##### DATA SUPPLIED #####
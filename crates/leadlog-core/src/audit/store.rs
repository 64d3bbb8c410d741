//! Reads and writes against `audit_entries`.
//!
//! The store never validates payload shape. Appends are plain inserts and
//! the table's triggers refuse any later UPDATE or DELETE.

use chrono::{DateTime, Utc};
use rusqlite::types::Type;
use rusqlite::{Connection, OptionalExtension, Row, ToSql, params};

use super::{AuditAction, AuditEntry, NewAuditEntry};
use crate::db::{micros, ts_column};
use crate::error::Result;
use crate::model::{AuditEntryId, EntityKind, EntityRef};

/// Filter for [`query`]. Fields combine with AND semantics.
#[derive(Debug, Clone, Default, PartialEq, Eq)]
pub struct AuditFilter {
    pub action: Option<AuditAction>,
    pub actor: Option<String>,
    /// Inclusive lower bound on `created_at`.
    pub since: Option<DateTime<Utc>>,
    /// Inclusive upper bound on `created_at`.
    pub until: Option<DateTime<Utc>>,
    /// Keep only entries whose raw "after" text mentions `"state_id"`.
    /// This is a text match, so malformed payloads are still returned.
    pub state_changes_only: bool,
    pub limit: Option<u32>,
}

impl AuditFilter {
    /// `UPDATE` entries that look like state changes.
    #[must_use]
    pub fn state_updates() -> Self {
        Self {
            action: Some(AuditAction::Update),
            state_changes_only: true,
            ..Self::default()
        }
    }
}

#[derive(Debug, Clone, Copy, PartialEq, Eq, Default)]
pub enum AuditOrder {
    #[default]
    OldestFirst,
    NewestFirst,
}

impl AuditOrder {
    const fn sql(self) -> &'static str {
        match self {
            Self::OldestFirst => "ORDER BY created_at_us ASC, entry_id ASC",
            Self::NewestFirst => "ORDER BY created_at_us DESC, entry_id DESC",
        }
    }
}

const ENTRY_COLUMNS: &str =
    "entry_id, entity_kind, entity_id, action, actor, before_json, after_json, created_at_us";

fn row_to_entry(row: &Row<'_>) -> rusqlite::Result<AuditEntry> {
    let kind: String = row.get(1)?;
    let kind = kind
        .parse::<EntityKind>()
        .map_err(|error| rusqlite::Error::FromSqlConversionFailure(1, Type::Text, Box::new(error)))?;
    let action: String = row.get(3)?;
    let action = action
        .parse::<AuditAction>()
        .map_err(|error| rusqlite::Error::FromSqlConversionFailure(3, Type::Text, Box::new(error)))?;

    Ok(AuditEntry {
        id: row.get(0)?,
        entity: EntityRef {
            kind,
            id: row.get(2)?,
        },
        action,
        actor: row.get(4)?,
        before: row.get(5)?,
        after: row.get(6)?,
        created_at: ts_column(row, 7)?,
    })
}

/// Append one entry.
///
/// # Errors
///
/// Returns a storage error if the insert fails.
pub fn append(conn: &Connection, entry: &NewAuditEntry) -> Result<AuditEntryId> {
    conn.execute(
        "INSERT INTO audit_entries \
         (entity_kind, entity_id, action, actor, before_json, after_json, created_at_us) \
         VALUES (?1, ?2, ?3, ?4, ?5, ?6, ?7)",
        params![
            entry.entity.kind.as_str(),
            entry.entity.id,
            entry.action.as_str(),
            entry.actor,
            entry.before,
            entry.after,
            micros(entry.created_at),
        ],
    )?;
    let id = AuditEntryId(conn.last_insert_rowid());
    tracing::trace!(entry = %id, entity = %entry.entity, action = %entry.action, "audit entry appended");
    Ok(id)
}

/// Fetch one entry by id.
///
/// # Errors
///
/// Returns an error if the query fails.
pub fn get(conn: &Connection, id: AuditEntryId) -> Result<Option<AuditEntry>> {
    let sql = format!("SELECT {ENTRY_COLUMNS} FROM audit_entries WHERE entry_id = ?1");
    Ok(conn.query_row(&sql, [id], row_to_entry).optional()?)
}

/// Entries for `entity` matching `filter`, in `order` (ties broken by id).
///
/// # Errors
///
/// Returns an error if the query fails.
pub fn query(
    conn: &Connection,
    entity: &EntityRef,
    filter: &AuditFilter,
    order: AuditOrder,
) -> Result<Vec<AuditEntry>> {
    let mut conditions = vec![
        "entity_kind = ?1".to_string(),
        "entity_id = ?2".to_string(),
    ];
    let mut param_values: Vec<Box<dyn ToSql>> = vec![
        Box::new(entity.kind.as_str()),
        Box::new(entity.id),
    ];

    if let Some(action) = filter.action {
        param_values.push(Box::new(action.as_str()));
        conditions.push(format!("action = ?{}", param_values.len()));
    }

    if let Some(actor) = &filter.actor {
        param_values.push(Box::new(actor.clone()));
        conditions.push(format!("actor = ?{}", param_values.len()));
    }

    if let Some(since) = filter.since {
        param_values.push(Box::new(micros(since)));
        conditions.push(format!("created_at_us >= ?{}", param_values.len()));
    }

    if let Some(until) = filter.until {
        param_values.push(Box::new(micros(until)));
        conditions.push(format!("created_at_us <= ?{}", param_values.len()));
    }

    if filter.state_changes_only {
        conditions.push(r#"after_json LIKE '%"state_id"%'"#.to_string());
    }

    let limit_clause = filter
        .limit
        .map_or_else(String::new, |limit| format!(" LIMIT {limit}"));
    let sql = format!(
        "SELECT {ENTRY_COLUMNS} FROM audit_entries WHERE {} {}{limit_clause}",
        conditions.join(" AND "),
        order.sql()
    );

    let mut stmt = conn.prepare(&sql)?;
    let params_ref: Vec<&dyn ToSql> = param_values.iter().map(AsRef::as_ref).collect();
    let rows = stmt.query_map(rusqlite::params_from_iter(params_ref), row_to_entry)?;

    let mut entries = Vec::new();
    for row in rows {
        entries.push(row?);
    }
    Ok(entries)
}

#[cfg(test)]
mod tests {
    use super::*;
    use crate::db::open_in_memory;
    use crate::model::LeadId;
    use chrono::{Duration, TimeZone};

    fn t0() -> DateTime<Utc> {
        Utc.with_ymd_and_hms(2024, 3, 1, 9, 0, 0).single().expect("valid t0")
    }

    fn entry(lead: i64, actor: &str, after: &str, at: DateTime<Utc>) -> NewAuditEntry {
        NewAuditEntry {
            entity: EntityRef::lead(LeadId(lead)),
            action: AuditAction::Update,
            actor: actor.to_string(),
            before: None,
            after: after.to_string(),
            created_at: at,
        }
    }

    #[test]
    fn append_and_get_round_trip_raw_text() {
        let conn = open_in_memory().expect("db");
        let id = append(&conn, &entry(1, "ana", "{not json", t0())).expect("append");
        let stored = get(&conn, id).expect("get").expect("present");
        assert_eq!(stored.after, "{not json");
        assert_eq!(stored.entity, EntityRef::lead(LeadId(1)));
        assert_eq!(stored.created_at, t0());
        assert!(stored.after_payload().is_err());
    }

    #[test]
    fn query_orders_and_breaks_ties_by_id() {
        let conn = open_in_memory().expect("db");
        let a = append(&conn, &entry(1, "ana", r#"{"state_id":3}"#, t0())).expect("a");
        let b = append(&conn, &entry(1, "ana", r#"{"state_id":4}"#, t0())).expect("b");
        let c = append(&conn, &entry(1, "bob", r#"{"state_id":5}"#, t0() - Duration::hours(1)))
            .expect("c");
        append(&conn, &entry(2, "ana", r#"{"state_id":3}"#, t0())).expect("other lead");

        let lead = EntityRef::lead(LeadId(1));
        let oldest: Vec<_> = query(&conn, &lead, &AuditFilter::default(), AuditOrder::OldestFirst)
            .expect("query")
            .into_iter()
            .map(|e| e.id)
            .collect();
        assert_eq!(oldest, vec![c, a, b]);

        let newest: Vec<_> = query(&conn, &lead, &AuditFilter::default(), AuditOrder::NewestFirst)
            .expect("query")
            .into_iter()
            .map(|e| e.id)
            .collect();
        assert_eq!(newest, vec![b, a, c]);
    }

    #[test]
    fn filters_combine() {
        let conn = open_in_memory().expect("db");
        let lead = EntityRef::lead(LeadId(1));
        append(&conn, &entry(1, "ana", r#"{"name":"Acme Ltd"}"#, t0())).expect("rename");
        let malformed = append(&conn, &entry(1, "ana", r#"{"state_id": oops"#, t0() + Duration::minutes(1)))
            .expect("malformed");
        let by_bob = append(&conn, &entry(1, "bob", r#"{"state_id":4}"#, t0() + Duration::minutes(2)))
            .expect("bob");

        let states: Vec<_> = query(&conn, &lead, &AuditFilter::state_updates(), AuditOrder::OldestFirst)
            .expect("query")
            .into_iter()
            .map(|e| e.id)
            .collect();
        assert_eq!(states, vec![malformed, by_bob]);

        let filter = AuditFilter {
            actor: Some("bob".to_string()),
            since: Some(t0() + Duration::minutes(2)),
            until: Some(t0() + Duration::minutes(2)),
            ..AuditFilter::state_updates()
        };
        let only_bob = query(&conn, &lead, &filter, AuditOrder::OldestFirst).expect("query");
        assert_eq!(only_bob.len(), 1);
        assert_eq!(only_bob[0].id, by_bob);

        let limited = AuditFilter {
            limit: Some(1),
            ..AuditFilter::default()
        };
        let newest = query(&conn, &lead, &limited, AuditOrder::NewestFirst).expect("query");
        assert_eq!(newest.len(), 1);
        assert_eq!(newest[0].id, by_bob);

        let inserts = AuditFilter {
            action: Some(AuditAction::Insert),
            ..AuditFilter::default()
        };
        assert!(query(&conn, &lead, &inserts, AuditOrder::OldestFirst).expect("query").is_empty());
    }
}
#####
| WORK INSTRUCTIONS |
Write down, word for word, the lines above from the one containing "let mut stmt = conn.prepare(&sql)?;" through the one containing "use crate::model::LeadId;", both ends included.

| ANSWER TO THE PROBLEM |
    let mut stmt = conn.prepare(&sql)?;
    let params_ref: Vec<&dyn ToSql> = param_values.iter().map(AsRef::as_ref).collect();
    let rows = stmt.query_map(rusqlite::params_from_iter(params_ref), row_to_entry)?;

    let mut entries = Vec::new();
    for row in rows {
        entries.push(row?);
    }
    Ok(entries)
}

#[cfg(test)]
mod tests {
    use super::*;
    use crate::db::open_in_memory;
    use crate::model::LeadId;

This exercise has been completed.